Rebecca Naomi Jones: In the ferment of the 1960s and ‘70s, protest movements of all kinds spread across the United States. Jewish Americans did not sit on the sidelines. In addition to marching for civil rights and women’s rights at home, and against an escalating war in Vietnam, they also took to the streets to demand human rights for Jews in the Soviet Union.
Starting a protest movement was no easy task. Demonstrations for Soviet Jewry did not erupt spontaneously. They had to be organized. But who would take leadership? In 1963 and 1964, pioneer activists founded the first American organizations in the fight for Soviet Jewry. Over the next quarter century, they would build a mass movement that mobilized millions.

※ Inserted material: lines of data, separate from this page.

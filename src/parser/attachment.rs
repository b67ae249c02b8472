//! Attachment naming: original filenames, file extensions and store ids.

use crate::parser::header::decode_encoded_words;
use crate::parser::mediatype::Params;

/// Canonical extensions per MIME type, preferred first.
const MIME_EXTENSIONS: &[(&str, &[&str])] = &[
    ("text/plain", &["txt", "text", "log", "asc"]),
    ("text/html", &["html", "htm"]),
    ("text/css", &["css"]),
    ("text/csv", &["csv"]),
    ("text/markdown", &["md", "markdown"]),
    ("text/xml", &["xml"]),
    ("text/x-diff", &["diff", "patch"]),
    ("image/jpeg", &["jpg", "jpeg", "jpe"]),
    ("image/png", &["png"]),
    ("image/gif", &["gif"]),
    ("image/webp", &["webp"]),
    ("image/avif", &["avif"]),
    ("image/jxl", &["jxl"]),
    ("image/bmp", &["bmp"]),
    ("image/tiff", &["tiff", "tif"]),
    ("image/svg+xml", &["svg"]),
    ("image/x-icon", &["ico"]),
    ("audio/mpeg", &["mp3", "mpga"]),
    ("audio/ogg", &["ogg", "oga", "opus"]),
    ("audio/flac", &["flac"]),
    ("audio/wav", &["wav"]),
    ("audio/aac", &["aac"]),
    ("audio/mp4", &["m4a"]),
    ("video/mp4", &["mp4", "m4v"]),
    ("video/webm", &["webm"]),
    ("video/ogg", &["ogv"]),
    ("video/x-matroska", &["mkv"]),
    ("video/quicktime", &["mov"]),
    ("application/pdf", &["pdf"]),
    ("application/zip", &["zip"]),
    ("application/gzip", &["gz"]),
    ("application/x-tar", &["tar"]),
    ("application/x-7z-compressed", &["7z"]),
    ("application/vnd.rar", &["rar"]),
    ("application/json", &["json"]),
    ("application/xml", &["xml"]),
    ("application/epub+zip", &["epub"]),
    ("application/x-bittorrent", &["torrent"]),
    ("application/pgp-signature", &["sig", "asc"]),
    ("application/octet-stream", &["bin"]),
    ("message/rfc822", &["eml"]),
];

/// Extension spellings replaced by their preferred form.
const PREFERRED_EXTENSIONS: &[(&str, &str)] = &[
    ("jpeg", "jpg"),
    ("jpe", "jpg"),
    ("htm", "html"),
    ("tif", "tiff"),
    ("mpga", "mp3"),
    ("oga", "ogg"),
    ("text", "txt"),
    ("markdown", "md"),
];

/// Known extensions for a MIME type, preferred first.
pub fn extensions_by_type(content_type: &str) -> &'static [&'static str] {
    MIME_EXTENSIONS
        .iter()
        .find(|(t, _)| t.eq_ignore_ascii_case(content_type))
        .map(|(_, exts)| *exts)
        .unwrap_or(&[])
}

/// Whether `ext` is a known extension for `content_type`.
pub fn is_canonical(ext: &str, content_type: &str) -> bool {
    extensions_by_type(content_type)
        .iter()
        .any(|e| e.eq_ignore_ascii_case(ext))
}

/// Lowercase and map alternate spellings (`jpeg` → `jpg`, `htm` → `html`).
pub fn preferred_extension(ext: &str) -> String {
    let lower = ext.to_ascii_lowercase();
    PREFERRED_EXTENSIONS
        .iter()
        .find(|(alt, _)| *alt == lower)
        .map(|(_, pref)| (*pref).to_string())
        .unwrap_or(lower)
}

/// Naming decided for one attachment.
#[derive(Debug, Clone, PartialEq, Eq)]
pub struct AttachmentName {
    /// Extension for the stored file, possibly empty.
    pub ext: String,
    /// Original filename as sent, possibly empty.
    pub original: String,
    /// Content type, `text/plain` when none was declared.
    pub content_type: String,
}

/// Work out the original filename, the extension and the effective
/// content type of an attachment part.
///
/// The filename comes from the disposition `filename` parameter, else the
/// content-type `name` parameter, with encoded-words decoded and any path
/// stripped. Its extension is used only when it is plausible for the
/// declared type; otherwise the canonical extension for the type is used,
/// with `txt` for text and multipart and `eml` for messages as fallbacks.
pub fn attachment_info(content_type: &str, ct_params: &Params, disp_params: &Params) -> AttachmentName {
    let mut original = disp_params
        .get("filename")
        .filter(|s| !s.is_empty())
        .or_else(|| ct_params.get("name").filter(|s| !s.is_empty()))
        .map(|s| decode_encoded_words(s))
        .unwrap_or_default();
    if let Some(i) = original.rfind('/') {
        original = original[i + 1..].to_string();
    }

    let mut ext = String::new();
    if let Some(i) = original.rfind('.') {
        let candidate = &original[i + 1..];
        if !candidate.is_empty()
            && !candidate.contains(['\\', ':', '*', '"', '?', '<', '>', '|'])
            && !candidate.chars().any(char::is_control)
        {
            ext = candidate.to_string();
        }
    }

    let content_type = if content_type.is_empty() {
        "text/plain".to_string()
    } else {
        content_type.to_string()
    };

    if ext.is_empty() || !is_canonical(&ext, &content_type) {
        if let Some(first) = extensions_by_type(&content_type).first() {
            ext = (*first).to_string();
        }
    }
    if ext.is_empty() && content_type.starts_with("text/") {
        ext = "txt".to_string();
    }
    if ext.is_empty() {
        if content_type.starts_with("multipart/") {
            ext = "txt".to_string();
        } else if content_type.starts_with("message/") {
            ext = "eml".to_string();
        }
    }
    if !ext.is_empty() {
        ext = preferred_extension(&ext);
    }

    AttachmentName {
        ext,
        original,
        content_type,
    }
}

/// Content-store id: `<hash>.<ext>`, or just the hash without an extension.
pub fn store_id(hash_hex: &str, ext: &str) -> String {
    if ext.is_empty() {
        hash_hex.to_string()
    } else {
        format!("{hash_hex}.{ext}")
    }
}

#[cfg(test)]
mod tests {
    use super::*;

    fn params(pairs: &[(&str, &str)]) -> Params {
        pairs
            .iter()
            .map(|(k, v)| (k.to_string(), v.to_string()))
            .collect()
    }

    #[test]
    fn test_filename_from_disposition() {
        let info = attachment_info(
            "image/png",
            &params(&[("name", "other.png")]),
            &params(&[("filename", "dir/pic.PNG")]),
        );
        assert_eq!(info.original, "pic.PNG");
        assert_eq!(info.ext, "png");
    }

    #[test]
    fn test_non_canonical_extension_replaced() {
        let info = attachment_info("image/jpeg", &params(&[("name", "photo.exe")]), &Params::new());
        assert_eq!(info.ext, "jpg");
        assert_eq!(info.original, "photo.exe");
    }

    #[test]
    fn test_unknown_type_keeps_filename_extension() {
        let info = attachment_info(
            "application/x-weird",
            &Params::new(),
            &params(&[("filename", "data.xyz")]),
        );
        assert_eq!(info.ext, "xyz");
    }

    #[test]
    fn test_suspicious_extension_dropped() {
        let info = attachment_info(
            "application/x-weird",
            &Params::new(),
            &params(&[("filename", "data.x?z")]),
        );
        assert_eq!(info.ext, "");
    }

    #[test]
    fn test_fallbacks() {
        assert_eq!(attachment_info("", &Params::new(), &Params::new()).ext, "txt");
        assert_eq!(
            attachment_info("", &Params::new(), &Params::new()).content_type,
            "text/plain"
        );
        assert_eq!(attachment_info("text/x-rust", &Params::new(), &Params::new()).ext, "txt");
        assert_eq!(attachment_info("message/news", &Params::new(), &Params::new()).ext, "eml");
        assert_eq!(attachment_info("multipart/x", &Params::new(), &Params::new()).ext, "txt");
    }

    #[test]
    fn test_encoded_filename() {
        let info = attachment_info(
            "text/plain",
            &Params::new(),
            &params(&[("filename", "=?UTF-8?B?0YTQsNC50LsudHh0?=")]),
        );
        assert_eq!(info.original, "файл.txt");
        assert_eq!(info.ext, "txt");
    }

    #[test]
    fn test_preferred_extension() {
        assert_eq!(preferred_extension("JPEG"), "jpg");
        assert_eq!(preferred_extension("htm"), "html");
        assert_eq!(preferred_extension("png"), "png");
    }

    #[test]
    fn test_store_id() {
        assert_eq!(store_id("ab12", "png"), "ab12.png");
        assert_eq!(store_id("ab12", ""), "ab12");
    }
}
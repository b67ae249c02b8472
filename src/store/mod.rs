//! Storage collaborators: the content store, post sources and thumbnailers.

pub mod fstore;
pub mod source;
pub mod thumbnail;

use std::io::{self, Read};

use crate::model::FileInfo;

pub use fstore::FileStore;
pub use source::{JsonPostSource, MemoryPostSource, PostSource};
pub use thumbnail::{NoThumbnailer, Thumbnail, Thumbnailer};

/// Opens attachment content for article generation.
pub trait AttachmentSource {
    fn open_attachment(&self, file: &FileInfo) -> io::Result<Box<dyn Read + '_>>;
}
//! Centralized error types for boardnews.

use std::path::PathBuf;
use std::sync::Arc;

use thiserror::Error;

/// All errors produced by the boardnews library.
#[derive(Error, Debug)]
pub enum NewsError {
    /// I/O error with the associated file path.
    #[error("I/O error on '{path}': {source}")]
    Io {
        path: PathBuf,
        source: std::io::Error,
    },

    /// No article with this message identifier exists.
    #[error("No such article: <{0}>")]
    NotFound(String),

    /// The message identifier is syntactically unusable.
    #[error("Invalid message identifier: {0}")]
    InvalidMsgId(String),

    /// A header block could not be parsed.
    #[error("Malformed header: {0}")]
    InvalidHeader(String),

    /// A header block exceeded the configured size limit.
    #[error("Header block exceeds {0} bytes")]
    HeaderTooLarge(usize),

    /// Unknown or disallowed `Content-Transfer-Encoding`.
    #[error("Unsupported Content-Transfer-Encoding: {0}")]
    UnsupportedEncoding(String),

    /// A multipart entity carried an encoding that may not wrap multipart.
    #[error("multipart x {0} not allowed")]
    EncodedMultipart(String),

    /// A multipart body was structurally broken.
    #[error("Failed to parse multipart: {0}")]
    Multipart(String),

    /// Multipart nesting exceeded the configured depth.
    #[error("Multipart nesting deeper than {0} levels")]
    TooDeep(usize),

    /// A multipart layout had no `Content-Type` to attach a boundary to.
    #[error("No Content-Type for multipart layout")]
    NoContentType,

    /// An attachment on disk disagreed with its recorded size.
    #[error("Attachment {index} ({id}): expected {expected} bytes, got {actual}")]
    SizeMismatch {
        index: u32,
        id: String,
        expected: u64,
        actual: u64,
    },

    /// Input ended where more data was required.
    #[error("Unexpected end of input")]
    UnexpectedEof,

    /// A generation failed; every reader attached to it receives this.
    #[error("Article generation failed: {0}")]
    Generation(Arc<NewsError>),

    /// A live article stream was closed under a reader; the rest must be
    /// read from the promoted file.
    #[error("Publisher handle was force-closed")]
    PublisherClosed,

    /// An internal invariant did not hold.
    #[error("Internal consistency error: {0}")]
    Inconsistent(String),

    /// A stored post or layout could not be (de)serialized.
    #[error("JSON error: {0}")]
    Json(#[from] serde_json::Error),
}

/// Convenience alias for `Result<T, NewsError>`.
pub type Result<T> = std::result::Result<T, NewsError>;

impl NewsError {
    /// Create an `Io` variant from a path and an `io::Error`.
    pub fn io(path: impl Into<PathBuf>, source: std::io::Error) -> Self {
        Self::Io {
            path: path.into(),
            source,
        }
    }

    /// Whether this error means "no such article", looking through
    /// recorded generation failures.
    pub fn is_not_found(&self) -> bool {
        match self {
            Self::NotFound(_) => true,
            Self::Generation(inner) => inner.is_not_found(),
            _ => false,
        }
    }
}

/// Allow `?` on `std::io::Error` when no path context is available.
///
/// Errors carrying a wrapped `NewsError` (produced by stream adapters in
/// this crate) are unwrapped back into it.
impl From<std::io::Error> for NewsError {
    fn from(source: std::io::Error) -> Self {
        if source.get_ref().is_some_and(|e| e.is::<NewsError>()) {
            if let Some(inner) = source.into_inner() {
                if let Ok(news) = inner.downcast::<NewsError>() {
                    return *news;
                }
            }
            return Self::Inconsistent("lost wrapped error".into());
        }
        if source.kind() == std::io::ErrorKind::UnexpectedEof {
            return Self::UnexpectedEof;
        }
        Self::Io {
            path: PathBuf::from("<stream>"),
            source,
        }
    }
}

impl From<NewsError> for std::io::Error {
    fn from(err: NewsError) -> Self {
        match err {
            NewsError::Io { source, .. } => source,
            other => std::io::Error::other(other),
        }
    }
}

From the American Jewish Historical Society, this is The Wreckage: Open Up the Gates. I’m your host, Rebecca Naomi Jones. This week, we meet The Coalitions. Our story begins with a dilemma. How could a handful of Jews working out of their kitchens and living rooms convince the Soviet superpower to end its discriminatory policies?
Archival Audio, Rally for Natan Sharansky: (children singing in Hebrew)

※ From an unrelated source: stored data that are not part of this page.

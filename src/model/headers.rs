//! Header map keyed by canonical header name.

use std::collections::btree_map::{self, BTreeMap};

use serde::{Deserialize, Serialize};

/// Names whose canonical spelling differs from plain Title-Case.
const CANONICAL_OVERRIDES: &[(&str, &str)] = &[
    ("Message-Id", "Message-ID"),
    ("Content-Id", "Content-ID"),
    ("List-Id", "List-ID"),
    ("Mime-Version", "MIME-Version"),
    ("Nntp-Posting-Date", "NNTP-Posting-Date"),
    ("Nntp-Posting-Host", "NNTP-Posting-Host"),
    ("X-Encrypted-Ip", "X-Encrypted-IP"),
    ("X-Pubkey-Ed25519", "X-PubKey-Ed25519"),
    ("X-Frontend-Pubkey", "X-Frontend-PubKey"),
];

/// Canonicalize a header name: `content-TYPE` → `Content-Type`,
/// `message-id` → `Message-ID`.
pub fn canonical_name(name: &str) -> String {
    let mut out = String::with_capacity(name.len());
    let mut upper = true;
    for c in name.chars() {
        if upper {
            out.push(c.to_ascii_uppercase());
        } else {
            out.push(c.to_ascii_lowercase());
        }
        upper = c == '-';
    }
    CANONICAL_OVERRIDES
        .iter()
        .find(|(plain, _)| *plain == out)
        .map(|(_, canon)| (*canon).to_string())
        .unwrap_or(out)
}

/// Ordered multi-valued header map.
///
/// Names are stored canonicalized, so every lookup is case-insensitive.
/// Values keep their arrival order.
#[derive(Debug, Clone, Default, PartialEq, Eq, Serialize, Deserialize)]
#[serde(transparent)]
pub struct Headers(BTreeMap<String, Vec<String>>);

impl Headers {
    pub fn new() -> Self {
        Self::default()
    }

    /// Append a value, keeping earlier values for the same name.
    pub fn append(&mut self, name: &str, value: impl Into<String>) {
        self.0
            .entry(canonical_name(name))
            .or_default()
            .push(value.into());
    }

    /// Replace all values for `name` with a single one.
    pub fn set(&mut self, name: &str, value: impl Into<String>) {
        self.0.insert(canonical_name(name), vec![value.into()]);
    }

    pub fn get_first(&self, name: &str) -> Option<&str> {
        self.0
            .get(&canonical_name(name))
            .and_then(|v| v.first())
            .map(String::as_str)
    }

    pub fn get_all(&self, name: &str) -> &[String] {
        self.0
            .get(&canonical_name(name))
            .map(Vec::as_slice)
            .unwrap_or(&[])
    }

    pub fn contains(&self, name: &str) -> bool {
        self.0.contains_key(&canonical_name(name))
    }

    /// Remove every value for `name`, returning them.
    pub fn remove(&mut self, name: &str) -> Option<Vec<String>> {
        self.0.remove(&canonical_name(name))
    }

    /// Remove `name` and return its first value, trimmed; empty values count as absent.
    pub fn take_first(&mut self, name: &str) -> Option<String> {
        self.remove(name)
            .and_then(|v| v.into_iter().next())
            .map(|v| v.trim().to_string())
            .filter(|v| !v.is_empty())
    }

    pub fn is_empty(&self) -> bool {
        self.0.is_empty()
    }

    pub fn len(&self) -> usize {
        self.0.len()
    }

    /// Iterate names in alphabetical order.
    pub fn iter(&self) -> btree_map::Iter<'_, String, Vec<String>> {
        self.0.iter()
    }
}

impl<'a> IntoIterator for &'a Headers {
    type Item = (&'a String, &'a Vec<String>);
    type IntoIter = btree_map::Iter<'a, String, Vec<String>>;

    fn into_iter(self) -> Self::IntoIter {
        self.iter()
    }
}
//! Where posts come from: the board's database, or a stand-in for it.

use std::collections::HashMap;
use std::fs::{self, File, OpenOptions};
use std::io::{self, BufReader, BufWriter, Write};
use std::path::{Path, PathBuf};
use std::sync::{Mutex, RwLock};

use serde::{Deserialize, Serialize};
use sha2::{Digest, Sha256};
use tracing::{debug, info};

use crate::error::{NewsError, Result};
use crate::model::{CoreMsgId, PostInfo};

/// Read access to stored posts.
pub trait PostSource: Send + Sync {
    /// Article number of `id` in the current group context, if it exists.
    fn article_number(&self, id: &CoreMsgId) -> Result<Option<u64>>;

    /// The structured post for `id`, if it exists.
    fn fetch_post(&self, id: &CoreMsgId) -> Result<Option<PostInfo>>;
}

/// Posts held in memory, numbered in insertion order.
#[derive(Debug, Default)]
pub struct MemoryPostSource {
    posts: RwLock<HashMap<CoreMsgId, (u64, PostInfo)>>,
}

impl MemoryPostSource {
    pub fn new() -> Self {
        Self::default()
    }

    /// Add a post and return its article number. A post already present
    /// under the same id is kept and its number returned.
    pub fn insert(&self, post: PostInfo) -> Result<u64> {
        let id = post
            .message_id
            .clone()
            .ok_or_else(|| NewsError::InvalidMsgId("post has no message id".into()))?;
        let mut posts = self
            .posts
            .write()
            .map_err(|_| NewsError::Inconsistent("post map lock poisoned".into()))?;
        let next = posts.len() as u64 + 1;
        let (number, _) = posts.entry(id).or_insert((next, post));
        Ok(*number)
    }

    pub fn len(&self) -> usize {
        self.posts.read().map(|p| p.len()).unwrap_or(0)
    }

    pub fn is_empty(&self) -> bool {
        self.len() == 0
    }
}

impl PostSource for MemoryPostSource {
    fn article_number(&self, id: &CoreMsgId) -> Result<Option<u64>> {
        let posts = self
            .posts
            .read()
            .map_err(|_| NewsError::Inconsistent("post map lock poisoned".into()))?;
        Ok(posts.get(id).map(|(n, _)| *n))
    }

    fn fetch_post(&self, id: &CoreMsgId) -> Result<Option<PostInfo>> {
        let posts = self
            .posts
            .read()
            .map_err(|_| NewsError::Inconsistent("post map lock poisoned".into()))?;
        Ok(posts.get(id).map(|(_, p)| p.clone()))
    }
}

/// On-disk record of one post.
#[derive(Debug, Serialize, Deserialize)]
struct StoredPost {
    number: u64,
    post: PostInfo,
}

/// Posts stored as one JSON document each, named by the SHA-256 of the
/// message id.
#[derive(Debug)]
pub struct JsonPostSource {
    dir: PathBuf,
    insert_lock: Mutex<()>,
}

impl JsonPostSource {
    pub fn open(dir: impl AsRef<Path>) -> Result<Self> {
        let dir = dir.as_ref().to_path_buf();
        fs::create_dir_all(&dir).map_err(|e| NewsError::io(&dir, e))?;
        Ok(Self {
            dir,
            insert_lock: Mutex::new(()),
        })
    }

    fn post_path(&self, id: &CoreMsgId) -> PathBuf {
        let mut hasher = Sha256::new();
        hasher.update(id.as_str().as_bytes());
        self.dir.join(format!("{:x}.json", hasher.finalize()))
    }

    fn load(&self, id: &CoreMsgId) -> Result<Option<StoredPost>> {
        let path = self.post_path(id);
        let file = match File::open(&path) {
            Ok(f) => f,
            Err(e) if e.kind() == io::ErrorKind::NotFound => return Ok(None),
            Err(e) => return Err(NewsError::io(path, e)),
        };
        let stored = serde_json::from_reader(BufReader::new(file))?;
        Ok(Some(stored))
    }

    /// Store a post and return its article number. Posts are immutable: an
    /// existing record under the same id wins.
    pub fn insert(&self, post: &PostInfo) -> Result<u64> {
        let id = post
            .message_id
            .as_ref()
            .ok_or_else(|| NewsError::InvalidMsgId("post has no message id".into()))?;
        let _guard = self
            .insert_lock
            .lock()
            .map_err(|_| NewsError::Inconsistent("insert lock poisoned".into()))?;

        if let Some(existing) = self.load(id)? {
            debug!(msgid = %id, number = existing.number, "Post already stored");
            return Ok(existing.number);
        }

        let number = self.count()? as u64 + 1;
        let path = self.post_path(id);
        let file = OpenOptions::new()
            .write(true)
            .create_new(true)
            .open(&path)
            .map_err(|e| NewsError::io(&path, e))?;
        let mut w = BufWriter::new(file);
        serde_json::to_writer(&mut w, &StoredPost {
            number,
            post: post.clone(),
        })?;
        w.flush().map_err(|e| NewsError::io(&path, e))?;
        info!(msgid = %id, number, "Stored post");
        Ok(number)
    }

    fn count(&self) -> Result<usize> {
        let entries = fs::read_dir(&self.dir).map_err(|e| NewsError::io(&self.dir, e))?;
        let mut n = 0;
        for entry in entries {
            let entry = entry.map_err(|e| NewsError::io(&self.dir, e))?;
            if entry.path().extension().is_some_and(|ext| ext == "json") {
                n += 1;
            }
        }
        Ok(n)
    }
}

impl PostSource for JsonPostSource {
    fn article_number(&self, id: &CoreMsgId) -> Result<Option<u64>> {
        Ok(self.load(id)?.map(|s| s.number))
    }

    fn fetch_post(&self, id: &CoreMsgId) -> Result<Option<PostInfo>> {
        Ok(self.load(id)?.map(|s| s.post))
    }
}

Rebecca Naomi Jones: Joining us is Dr. Shaul Kelner, professor of Jewish Studies and sociology at Vanderbilt University and author of A Cold War Exodus: How American Activists Mobilized to Free Soviet Jews.

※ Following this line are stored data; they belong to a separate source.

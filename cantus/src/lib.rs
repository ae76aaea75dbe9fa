//! Representation and validation pipeline for model-assisted choral
//! score transformation.
//!
//! A score lives as an immutable value tree ([`score::Score`]),
//! travels to the language model as a fixed textual grammar
//! ([`tlr`]), comes back through a strict decoder, and is only
//! accepted if the [`validate`] barrier agrees the edit stays inside
//! the musician's explicitly granted transformation flags. Accepted
//! snapshots are explained by the semantic [`diff`] analyzer in
//! musical vocabulary, cross-referenced through stable event IDs
//! ([`index`]).
//!
//! The surrounding system (file parsing, rendering, audio, the model
//! process itself, any UI) stays outside; it talks to this crate
//! through [`pipeline`].

pub mod diff;
pub mod index;
pub mod pipeline;
pub mod primitives;
pub mod score;
pub mod tlr;
pub mod validate;

pub use diff::{
    diff, ChangeCategory, DiffEntry, DiffInconsistency, DiffLevel,
};
pub use index::{EventId, EventIndex, EventPath};
pub use pipeline::{
    apply_candidate, run, ModelError, Rejection, TransformOutcome,
};
pub use score::{Part, Score, ScoreAttrs, ScoreError, Voice};
pub use tlr::{
    decode, decode_with_attrs, encode, encode_scope, ParseError,
    ParseReason, TlrScope,
};
pub use validate::{
    validate, FlagViolation, Location, StructuralViolation,
    TransformFlag, TransformFlags, ValidationResult, Violation,
};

Shaul Kelner: They knew they couldn’t, from the States, directly force the Kremlin to do anything, so what they wanted to do was to get the US government on board and have the US government, as an ally, pressure the Kremlin or put the issue of Soviet Jewish emigration and Soviet Jewish rights on the Cold War negotiating agenda. But the American government was not that interested in doing it because it was dealing with other issues.
If the umbrella bodies for all the synagogues in the country could get together, and if the umbrella organization for all the Jewish Federations, the charities, could get together and, along with the American Jewish Committee and the Anti-Defamation League, they went with a unified voice to the US government and said, “During the Cold War, fighting for the rights of Soviet Jews is a priority. Take this up. This is not just a Jewish issue. It’s an American issue,” that they could bring the US government on board as an ally.
So the strategy was this: you don’t go directly to the Kremlin. To pressure the Kremlin, you have to pressure the US government. And to pressure the US government, you have to pressure the Jewish organizations to take up the issue.
Rebecca Naomi Jones: For the strategy to work, activists first needed people power. This meant rallying Jewish Americans. By borrowing tactics from other social movements and by inventing new tactics of their own, they built a nationwide campaign.
Saul Kelner: They brought the Soviet Jewish cause into almost every aspect of Jewish life and into almost every type of Jewish institution in the States that they could think of.
So they mobilized the religious holidays. They created Passover rituals, “a matzah of hope,”…there are usually three matzahs on a Seder plate…. You take one of those matzahs, you take a fourth matzo, and you say that this matzo of hope is the matzo that we will raise here in America in remembrance of the Jews of the Soviet Union who are not free to celebrate the Passover.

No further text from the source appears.